Trace/breakpoint trap (core dumped)
A quick fix is to start Logseq with the --no-sandbox option.
I guess that the sandbox is there for a good reason, so the --no-sandbox workaround is not a good solution on the long run. The “clean” solution seems to be (according to the Ubuntu Release Note linked above) to “Confine [the] applications with an AppArmor profile.” But unfortunately, my understanding of Linux kernel security is too limited to come up with such a solution.
Can you try with Flatpak?

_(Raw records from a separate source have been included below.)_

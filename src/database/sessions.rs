// ABOUTME: Session lifecycle storage: start, close with derived duration and score, and history
// ABOUTME: Owns workout_sessions and session_exercises rows including lazy exercise creation and set logging
//
// SPDX-License-Identifier: MIT OR Apache-2.0
// Copyright (c) 2025 Athletix Contributors

//! Session lifecycle
//!
//! A session is created Active and becomes Closed when `ended_at` is set. Closing is
//! not idempotent: closing again re-derives `duration_minutes` from the original start
//! and re-computes the session score.

use std::collections::HashSet;

use athletix_core::constants::{defaults, limits, session as session_consts};
use athletix_core::errors::{AppError, AppResult};
use athletix_core::models::{
    SessionDetail, SessionExercise, SessionSummary, StartSession, WorkoutSession,
};
use chrono::{DateTime, Utc};
use sqlx::sqlite::SqliteRow;
use sqlx::{SqliteConnection, SqlitePool};
use tracing::{debug, info};
use uuid::Uuid;

use super::mappers::{
    column, format_timestamp, json_column, optional_timestamp_column, optional_uuid_column,
    parse_timestamp, timestamp_column, uuid_column,
};
use super::transactions::{retry_transaction, TransactionGuard};
use crate::intelligence::overall_form_score;

const SESSION_COLUMNS: &str = "id, user_id, plan_id, plan_day_id, started_at, ended_at, \
     duration_minutes, total_calories_burned, overall_form_score, notes, user_rating, fatigue_level";

const EXERCISE_COLUMNS: &str = "se.id, se.session_id, se.exercise_id, se.sets_completed, \
     se.reps_completed, se.weight_used_kg, se.avg_form_score, se.version";

/// Database manager for workout sessions and their exercise records
pub struct SessionManager {
    pool: SqlitePool,
    max_attempts: u32,
}

impl SessionManager {
    /// Create a new session manager
    #[must_use]
    pub const fn new(pool: SqlitePool) -> Self {
        Self {
            pool,
            max_attempts: defaults::TRANSACTION_MAX_RETRIES,
        }
    }

    /// Override the retry budget for contended writes
    #[must_use]
    pub fn with_max_attempts(mut self, max_attempts: u32) -> Self {
        self.max_attempts = max_attempts.max(1);
        self
    }

    /// Start a session now
    ///
    /// # Errors
    ///
    /// Returns an error if database operation fails
    pub async fn start_session(
        &self,
        user_id: Uuid,
        input: StartSession,
    ) -> AppResult<WorkoutSession> {
        self.start_session_at(user_id, input, Utc::now()).await
    }

    /// Start a session at an explicit time
    ///
    /// Plan references are stored as given. One exercise record is pre-created per
    /// distinct catalog exercise in `input.exercise_ids`.
    ///
    /// # Errors
    ///
    /// Returns an error if database operation fails
    pub async fn start_session_at(
        &self,
        user_id: Uuid,
        input: StartSession,
        now: DateTime<Utc>,
    ) -> AppResult<WorkoutSession> {
        let session_id = Uuid::new_v4();
        let tx = self
            .pool
            .begin()
            .await
            .map_err(|e| AppError::database(format!("Failed to begin transaction: {e}")))?;
        let mut guard = TransactionGuard::new(tx);

        sqlx::query(
            r"
            INSERT INTO workout_sessions (id, user_id, plan_id, plan_day_id, started_at)
            VALUES ($1, $2, $3, $4, $5)
            ",
        )
        .bind(session_id.to_string())
        .bind(user_id.to_string())
        .bind(input.plan_id.map(|id| id.to_string()))
        .bind(input.plan_day_id.map(|id| id.to_string()))
        .bind(format_timestamp(now))
        .execute(guard.executor()?)
        .await
        .map_err(|e| AppError::database(format!("Failed to create workout session: {e}")))?;

        let mut seen = HashSet::new();
        for exercise_id in input.exercise_ids.into_iter().filter(|id| seen.insert(*id)) {
            insert_exercise_if_missing(guard.executor()?, session_id, exercise_id).await?;
        }

        let session = fetch_session(guard.executor()?, session_id, user_id)
            .await?
            .ok_or_else(|| AppError::internal("Created session could not be read back"))?;
        guard.commit().await?;

        info!(
            user_id = %user_id,
            session_id = %session_id,
            pre_created = seen.len(),
            "Workout session started"
        );
        Ok(session)
    }

    /// Close a session now
    ///
    /// # Errors
    ///
    /// Returns `ResourceNotFound` if the session does not exist for this user,
    /// `ValueOutOfRange` for an invalid summary, or a database error
    pub async fn end_session(
        &self,
        session_id: Uuid,
        user_id: Uuid,
        summary: &SessionSummary,
    ) -> AppResult<WorkoutSession> {
        self.end_session_at(session_id, user_id, summary, Utc::now())
            .await
    }

    /// Close a session at an explicit time
    ///
    /// Sets `ended_at`, derives whole-minute duration, overwrites each summary field
    /// only when supplied with a non-zero/non-empty value, and rolls the exercise scores
    /// up into `overall_form_score`. A stored score is left as is when no exercise has
    /// been scored.
    ///
    /// # Errors
    ///
    /// Returns `ResourceNotFound` if the session does not exist for this user,
    /// `ValueOutOfRange` for an invalid summary, `InvalidInput` if `now` precedes the
    /// session start, or a database error
    pub async fn end_session_at(
        &self,
        session_id: Uuid,
        user_id: Uuid,
        summary: &SessionSummary,
        now: DateTime<Utc>,
    ) -> AppResult<WorkoutSession> {
        summary.validate()?;

        let session = retry_transaction(
            || self.close_once(session_id, user_id, summary, now),
            self.max_attempts,
        )
        .await?;

        info!(
            user_id = %user_id,
            session_id = %session_id,
            duration_minutes = ?session.duration_minutes,
            overall_form_score = ?session.overall_form_score,
            "Workout session closed"
        );
        Ok(session)
    }

    async fn close_once(
        &self,
        session_id: Uuid,
        user_id: Uuid,
        summary: &SessionSummary,
        now: DateTime<Utc>,
    ) -> AppResult<WorkoutSession> {
        let tx = self
            .pool
            .begin()
            .await
            .map_err(|e| AppError::database(format!("Failed to begin transaction: {e}")))?;
        let mut guard = TransactionGuard::new(tx);

        // Write first so the transaction holds the write lock for the whole close
        let claimed = sqlx::query(
            "UPDATE workout_sessions SET ended_at = $1 WHERE id = $2 AND user_id = $3",
        )
        .bind(format_timestamp(now))
        .bind(session_id.to_string())
        .bind(user_id.to_string())
        .execute(guard.executor()?)
        .await
        .map_err(|e| AppError::database(format!("Failed to close workout session: {e}")))?;

        if claimed.rows_affected() == 0 {
            return Err(AppError::not_found("Workout session")
                .with_resource_id(session_id.to_string())
                .with_user_id(user_id));
        }

        let started_at: String = sqlx::query_scalar(
            "SELECT started_at FROM workout_sessions WHERE id = $1",
        )
        .bind(session_id.to_string())
        .fetch_one(guard.executor()?)
        .await
        .map_err(|e| AppError::database(format!("Failed to read session start: {e}")))?;
        let started_at = parse_timestamp(&started_at, "started_at")?;

        let duration_minutes = duration_minutes(started_at, now)?;

        let exercise_scores: Vec<Option<f64>> = sqlx::query_scalar(
            "SELECT avg_form_score FROM session_exercises WHERE session_id = $1",
        )
        .bind(session_id.to_string())
        .fetch_all(guard.executor()?)
        .await
        .map_err(|e| AppError::database(format!("Failed to read exercise scores: {e}")))?;
        let overall = overall_form_score(exercise_scores);

        sqlx::query(
            r"
            UPDATE workout_sessions
            SET duration_minutes = $1,
                overall_form_score = COALESCE($2, overall_form_score),
                total_calories_burned = COALESCE($3, total_calories_burned),
                notes = COALESCE($4, notes),
                user_rating = COALESCE($5, user_rating),
                fatigue_level = COALESCE($6, fatigue_level)
            WHERE id = $7
            ",
        )
        .bind(duration_minutes)
        .bind(overall)
        .bind(summary.supplied_calories())
        .bind(summary.supplied_notes())
        .bind(summary.supplied_user_rating())
        .bind(summary.supplied_fatigue_level())
        .bind(session_id.to_string())
        .execute(guard.executor()?)
        .await
        .map_err(|e| AppError::database(format!("Failed to update session summary: {e}")))?;

        let session = fetch_session(guard.executor()?, session_id, user_id)
            .await?
            .ok_or_else(|| AppError::not_found("Workout session"))?;
        guard.commit().await?;
        Ok(session)
    }

    /// Get or create the exercise record for a catalog exercise within a session
    ///
    /// # Errors
    ///
    /// Returns `ResourceNotFound` if the session does not exist for this user, or a
    /// database error
    pub async fn add_exercise(
        &self,
        session_id: Uuid,
        user_id: Uuid,
        exercise_id: Uuid,
    ) -> AppResult<SessionExercise> {
        let tx = self
            .pool
            .begin()
            .await
            .map_err(|e| AppError::database(format!("Failed to begin transaction: {e}")))?;
        let mut guard = TransactionGuard::new(tx);

        if fetch_session(guard.executor()?, session_id, user_id)
            .await?
            .is_none()
        {
            return Err(AppError::not_found("Workout session")
                .with_resource_id(session_id.to_string())
                .with_user_id(user_id));
        }

        let created = insert_exercise_if_missing(guard.executor()?, session_id, exercise_id).await?;

        let row = sqlx::query(&format!(
            "SELECT {EXERCISE_COLUMNS} FROM session_exercises se WHERE se.session_id = $1 AND se.exercise_id = $2"
        ))
        .bind(session_id.to_string())
        .bind(exercise_id.to_string())
        .fetch_one(guard.executor()?)
        .await
        .map_err(|e| AppError::database(format!("Failed to read session exercise: {e}")))?;
        let exercise = row_to_session_exercise(&row)?;
        guard.commit().await?;

        debug!(
            session_id = %session_id,
            session_exercise_id = %exercise.id,
            created,
            "Session exercise resolved"
        );
        Ok(exercise)
    }

    /// Append one set to an exercise record
    ///
    /// `weight_kg` of `None` records `0.0` so reps and weights stay parallel.
    ///
    /// # Errors
    ///
    /// Returns `ResourceNotFound` if the exercise record does not belong to a session of
    /// this user, `ValueOutOfRange` for negative reps or weight, or a database error
    pub async fn record_set(
        &self,
        session_exercise_id: Uuid,
        user_id: Uuid,
        reps: i32,
        weight_kg: Option<f64>,
    ) -> AppResult<SessionExercise> {
        if reps < 0 {
            return Err(AppError::out_of_range("reps", reps, ">= 0"));
        }
        let weight = weight_kg.unwrap_or(0.0);
        if weight < 0.0 || !weight.is_finite() {
            return Err(AppError::out_of_range("weight_kg", weight, ">= 0"));
        }

        retry_transaction(
            || self.record_set_once(session_exercise_id, user_id, reps, weight),
            self.max_attempts,
        )
        .await
    }

    async fn record_set_once(
        &self,
        session_exercise_id: Uuid,
        user_id: Uuid,
        reps: i32,
        weight: f64,
    ) -> AppResult<SessionExercise> {
        let tx = self
            .pool
            .begin()
            .await
            .map_err(|e| AppError::database(format!("Failed to begin transaction: {e}")))?;
        let mut guard = TransactionGuard::new(tx);

        let mut exercise =
            fetch_owned_exercise(guard.executor()?, session_exercise_id, user_id).await?;
        let expected_version = exercise.version;
        exercise.sets_completed += 1;
        exercise.reps_completed.push(reps);
        exercise.weight_used_kg.push(weight);
        exercise.version += 1;

        let result = sqlx::query(
            r"
            UPDATE session_exercises
            SET sets_completed = $1, reps_completed = $2, weight_used_kg = $3, version = $4
            WHERE id = $5 AND version = $6
            ",
        )
        .bind(exercise.sets_completed)
        .bind(serde_json::to_string(&exercise.reps_completed)?)
        .bind(serde_json::to_string(&exercise.weight_used_kg)?)
        .bind(exercise.version)
        .bind(session_exercise_id.to_string())
        .bind(expected_version)
        .execute(guard.executor()?)
        .await
        .map_err(|e| AppError::database(format!("Failed to record set: {e}")))?;

        if result.rows_affected() == 0 {
            return Err(AppError::concurrency_conflict("Session exercise")
                .with_resource_id(session_exercise_id.to_string()));
        }
        guard.commit().await?;

        debug!(
            session_exercise_id = %session_exercise_id,
            sets_completed = exercise.sets_completed,
            "Set recorded"
        );
        Ok(exercise)
    }

    /// Get a session with its exercise records
    ///
    /// # Errors
    ///
    /// Returns `ResourceNotFound` if the session does not exist for this user, or a
    /// database error
    pub async fn get_session(&self, session_id: Uuid, user_id: Uuid) -> AppResult<SessionDetail> {
        let mut conn = self
            .pool
            .acquire()
            .await
            .map_err(|e| AppError::database(format!("Failed to acquire connection: {e}")))?;

        let session = fetch_session(&mut *conn, session_id, user_id)
            .await?
            .ok_or_else(|| {
                AppError::not_found("Workout session")
                    .with_resource_id(session_id.to_string())
                    .with_user_id(user_id)
            })?;

        let rows = sqlx::query(&format!(
            "SELECT {EXERCISE_COLUMNS} FROM session_exercises se WHERE se.session_id = $1 ORDER BY se.rowid ASC"
        ))
        .bind(session_id.to_string())
        .fetch_all(&mut *conn)
        .await
        .map_err(|e| AppError::database(format!("Failed to list session exercises: {e}")))?;
        let exercises = rows
            .iter()
            .map(row_to_session_exercise)
            .collect::<AppResult<Vec<_>>>()?;

        Ok(SessionDetail { session, exercises })
    }

    /// List a user's sessions, newest first
    ///
    /// `limit` defaults to 20 and is capped at 100.
    ///
    /// # Errors
    ///
    /// Returns an error if database operation fails
    pub async fn list_user_sessions(
        &self,
        user_id: Uuid,
        skip: u32,
        limit: Option<u32>,
    ) -> AppResult<Vec<WorkoutSession>> {
        let limit = limit
            .unwrap_or(limits::DEFAULT_SESSION_PAGE)
            .clamp(1, limits::MAX_SESSION_PAGE);

        let rows = sqlx::query(&format!(
            "SELECT {SESSION_COLUMNS} FROM workout_sessions WHERE user_id = $1 ORDER BY started_at DESC, rowid DESC LIMIT $2 OFFSET $3"
        ))
        .bind(user_id.to_string())
        .bind(i64::from(limit))
        .bind(i64::from(skip))
        .fetch_all(&self.pool)
        .await
        .map_err(|e| AppError::database(format!("Failed to list workout sessions: {e}")))?;

        rows.iter().map(row_to_session).collect()
    }
}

I’ve tried to convince Logseq dev to make it the supported way to install Logseq on Linux and provide the AppImage for dev/testing purposes only (as it should be, AppImage is a very bad way to ship apps to Linux, generally used by Electron-based apps that mainly target Windows and MacOS, because Electron makes it easy to build an AppImage; Flatpak on the other hand is the proper and Freedesktop-supported way to install third-party apps like Logseq on Linux).
AppImage not working on Ubuntu would be an additional argument in favour of Flatpak, in case it works out of the box:
I commented on the github issue ticket regarding this after I faced it today and solved it for me by creating an AppArmor profile, have a look at Logseq on Ubuntu 24.04 · Issue #11240 · logseq/logseq · GitHub for an example profile and steps to do.